New Efficient Versions of Fourier Transform Method in Applications to Option Pricing

64 Pages Posted: 24 May 2011 Last revised: 6 Jun 2011

See all articles by Svetlana Boyarchenko

Svetlana Boyarchenko

University of Texas at Austin - Department of Economics

Sergei Levendorskii

Calico Science Consulting

Date Written: May 19, 2011

Abstract

We review popular methods for pricing European options based on the Fourier expansion of the payoff function (iFT method) and the trapezoid rule, and suggest several new efficient variations.

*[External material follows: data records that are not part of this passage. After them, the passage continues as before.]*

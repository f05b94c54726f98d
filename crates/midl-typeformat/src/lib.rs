//! NDR type format string compiler
//!
//! This crate turns a resolved, attributed type graph into the two binary
//! descriptors a generic NDR marshaling engine interprets, plus the stub code
//! that drives that engine.
//!
//! # Architecture
//!
//! The compiler pipeline consists of:
//! 1. Classification: decide the structural shape of every type use
//! 2. Layout: memory size and alignment under the target ABI
//! 3. Emission: write type records into the Type Format String, resolving
//!    conformance expressions and cyclic references
//! 4. Drivers: walk interfaces and functions, emitting parameter directives
//!    into the Procedure Format String
//! 5. Code generation: per-parameter buffer-size/marshal/unmarshal/free calls
//!    into the runtime
//!
//! # Example
//!
//! ```ignore
//! use midl_typeformat::{compile, CompileOptions};
//! use midl_typeformat::types::{BasicType, Field, TypeArena};
//!
//! let mut arena = TypeArena::new();
//! let long = arena.basic(BasicType::Long);
//! let iface = arena.interface("ICalculator", None, vec![]);
//! let add = arena.function(
//!     "Add",
//!     long,
//!     vec![Field::new("a", long), Field::new("b", long)],
//!     vec![],
//! );
//! arena.add_function(iface, add);
//!
//! let result = compile(&arena, &[iface], &CompileOptions::default())?;
//! println!("{}", result.rust_code);
//! ```

pub mod classify;
pub mod codegen;
pub mod expr;
pub mod layout;
pub mod types;
mod context;
mod correlation;
mod driver;
mod emit;
mod error;

pub use classify::{ArrayKind, ClassifyFlags, EnumWidth, Shape, StructKind, UnionKind};
pub use codegen::{generate, Pass, Phase};
pub use context::{Compilation, CompiledFunction, ExprEvalEntry, ParamRecord, ParamSlot};
pub use error::{ErrorStatus, MidlError, Result};
pub use ndr_format::Bytes;

use types::{PointerKind, TypeArena, TypeId, TypeKind};

/// Target architecture; decides the pointer width
#[derive(Debug, Clone, Copy, PartialEq, Eq, Default)]
pub enum Architecture {
    #[default]
    X86,
    X64,
}

impl Architecture {
    pub fn pointer_size(self) -> u32 {
        match self {
            Self::X86 => 4,
            Self::X64 => 8,
        }
    }
}

/// Wire width of enums without `[v1_enum]`
#[derive(Debug, Clone, Copy, PartialEq, Eq, Default)]
pub enum EnumPolicy {
    /// Enums travel as 16-bit `FC_ENUM16` unless marked `[v1_enum]`
    #[default]
    Ndr16,
    /// Every enum travels as `FC_ENUM32`
    Always32,
}

/// Compilation options
#[derive(Debug, Clone, Copy, Default)]
pub struct CompileOptions {
    pub arch: Architecture,
    pub enum_policy: EnumPolicy,
    /// Pointer kind for embedded pointers when the interface has no
    /// `[pointer_default]`
    pub pointer_default: PointerKind,
}

impl CompileOptions {
    /// Options for a 32-bit target
    pub fn x86() -> Self {
        Self {
            arch: Architecture::X86,
            ..Self::default()
        }
    }

    /// Options for a 64-bit target
    pub fn x64() -> Self {
        Self {
            arch: Architecture::X64,
            ..Self::default()
        }
    }

    /// Set the enum wire policy
    pub fn with_enum_policy(mut self, policy: EnumPolicy) -> Self {
        self.enum_policy = policy;
        self
    }

    /// Set the fallback embedded pointer kind
    pub fn with_pointer_default(mut self, kind: PointerKind) -> Self {
        self.pointer_default = kind;
        self
    }

    pub fn pointer_size(&self) -> u32 {
        self.arch.pointer_size()
    }
}

/// What classification and layout need to know besides the type itself
#[derive(Debug, Clone, Copy)]
pub struct TypeEnv<'a> {
    pub arena: &'a TypeArena,
    pub options: CompileOptions,
    /// Pointer kind of embedded pointers in the interface being compiled
    pub pointer_default: PointerKind,
}

impl<'a> TypeEnv<'a> {
    pub fn new(arena: &'a TypeArena, options: CompileOptions) -> Self {
        Self {
            arena,
            options,
            pointer_default: options.pointer_default,
        }
    }

    pub fn pointer_size(&self) -> u32 {
        self.options.pointer_size()
    }
}

/// Compilation result
#[derive(Debug)]
pub struct CompileResult {
    pub type_format_string: Bytes,
    pub proc_format_string: Bytes,
    /// Generated Rust source code
    pub rust_code: String,
    /// Names of the compiled interfaces
    pub interfaces: Vec<String>,
}

/// Compile every interface among `statements` and generate stub code
pub fn compile(
    arena: &TypeArena,
    statements: &[TypeId],
    options: &CompileOptions,
) -> Result<CompileResult> {
    let mut compilation = Compilation::new(arena, *options);
    compilation.compile(statements, |_| true)?;
    let rust_code = codegen::generate(&compilation)?;

    let interfaces = statements
        .iter()
        .map(|&id| arena.get(id))
        .filter(|node| matches!(node.kind, TypeKind::Interface { .. }))
        .map(|node| node.display_name().to_string())
        .collect();

    Ok(CompileResult {
        type_format_string: compilation.type_format_string().clone(),
        proc_format_string: compilation.proc_format_string().clone(),
        rust_code,
        interfaces,
    })
}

The first variation is a group of PMwFT methods (Payoff Modification with Fourier Transform), which contains COS as a subclass. In some cases, PMwFT methods may need a smaller number of terms N in the summation formula than iFT; however, N can be made smaller by a factor less than two, at best. Summation by parts in the truncated part of the infinite sum, and, especially, contour deformations with subsequent conformal transformations (conformal parabolic and hyperbolic iFT methods) allow one to decrease N several times, if iFT requires several dozen of points, and dozens and hundreds times in cases, when iFT may need thousands and millions of terms. The wonderful performance of the simple trapezoid rule and its variations follows from the properties of the Whittaker cardinal series (Sinc expansion) for functions analytic in a strip around the real axis, introduced to finance by Feng and Linetsky (Mathematical Finance, 2008). We give general recommendations for an (approximately) optimal choice of parameters for each numerical scheme, and produce numerical examples to illustrate the relative performance of different methods for calculation of prices, sensitivities and pdf.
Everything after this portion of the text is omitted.